10. Free Act. Xxxxx certifies that Xxxxx fully understands this Agreement, that the Agreement is entirely satisfactory to Xxxxx, and that Xxxxx'x signing of this Agreement is Xxxxx'x own free and informed act and deed.
11. Revocation. Xxxxx may revoke this Agreement within seven (7) days (if the 7th day is a Saturday, Sunday, or a national holiday, Xxxxx has until the next business day) after signing the Agreement by notifying Xxxxxx Xxxxx in writing at 00000 X. Xxxxx Xxxx Xxxx, Xxxxxxx, Xxxxxxxx, 00000.
12. Confidentiality. To the extent permitted by law, Corporation and Xxxxx agree that they will maintain the strictest secrecy and will not disclose the terms of this Agreement to any agency or person except where disclosure is compelled by legal process or for reporting purposes to federal, state or local taxing authorities.
13. Assignment.

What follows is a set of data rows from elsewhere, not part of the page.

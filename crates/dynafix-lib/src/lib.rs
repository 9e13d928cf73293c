//! # dynafix Library
//!
//! Dependency-aware data fixtures: discover fixture manifests, resolve them
//! into a deterministic load order and run them inside one transaction.
//!
//! ## Core Modules
//!
//! - [`primitives`] - Foundation types, errors, and shared coordination
//! - [`graph`] - Dependency graph with deterministic topological resolution
//! - [`fixtures`] - Fixture units, catalog, discovery and the runner
//! - [`store`] - File-backed JSON record store with transactional staging
//! - [`logger`] - Structured logging with progress bar integration
//! - [`display`] - User-facing status lines and progress bars
//! - [`application`] - CLI interface and configuration management
//!
//! ## Quick Start
//!
//! ```no_run
//! // Parse the command line and run the selected command
//! dynafix_lib::main().unwrap();
//! ```

pub mod application;
pub mod display;
pub mod fixtures;
pub mod graph;
pub mod logger;
pub mod primitives;
pub mod store;

#[cfg(any(test, feature = "test-utils"))]
pub mod testing;

// Re-export commonly used types for convenience
pub use application::{AppConfig, Cli, Commands, execute_command};
pub use fixtures::{
    Catalog, FixtureRunner, FixtureUnit, Loader, ManifestFixture, ProgressEvent, RunnerError,
    ScopeOutcome, TransactionScope,
};
pub use graph::{DependencyGraph, GraphError};
pub use logger::Logger;
pub use primitives::{
    ColorIntent, ConfigError, FixtureKey, LogFormat, LogLevel, LogOutput, LoggerError,
};
pub use store::JsonStore;

// Private imports for the main function
use anyhow::Result;
use application::CliConfig;

pub fn main() -> Result<()> {
    // Load CLI configuration
    let config = CliConfig::load()?;

    // Colors must be decided before the logger picks its ANSI setting
    let color = config.app_config.color.resolve();
    Logger::init(config.app_config.to_logger_config(color))?;

    // Execute the command
    execute_command(config)
}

Neither party may assign any of its rights or delegate any of its duties or obligations under this Agreement without the prior written consent of the other party.
14. Binding Effect. This Agreement shall inure to the benefit of and be binding upon the parties, each of their respective successors and permitted assigns.
15. Governing Law. This Agreement is a contract made under, and shall be governed by and construed in accordance with, the law of the State of Michigan applicable to contracts made and to be performed entirely within such State and without giving effect to choice of law principles of such State.
16. Headings. The headings are to be used solely for convenience and are not to be used in construing or interpreting this Agreement.
17. Counterparts. This Agreement may be executed in one or more counterparts, each of which shall be deemed to be an original, but all of which together shall constitute one and the same instrument.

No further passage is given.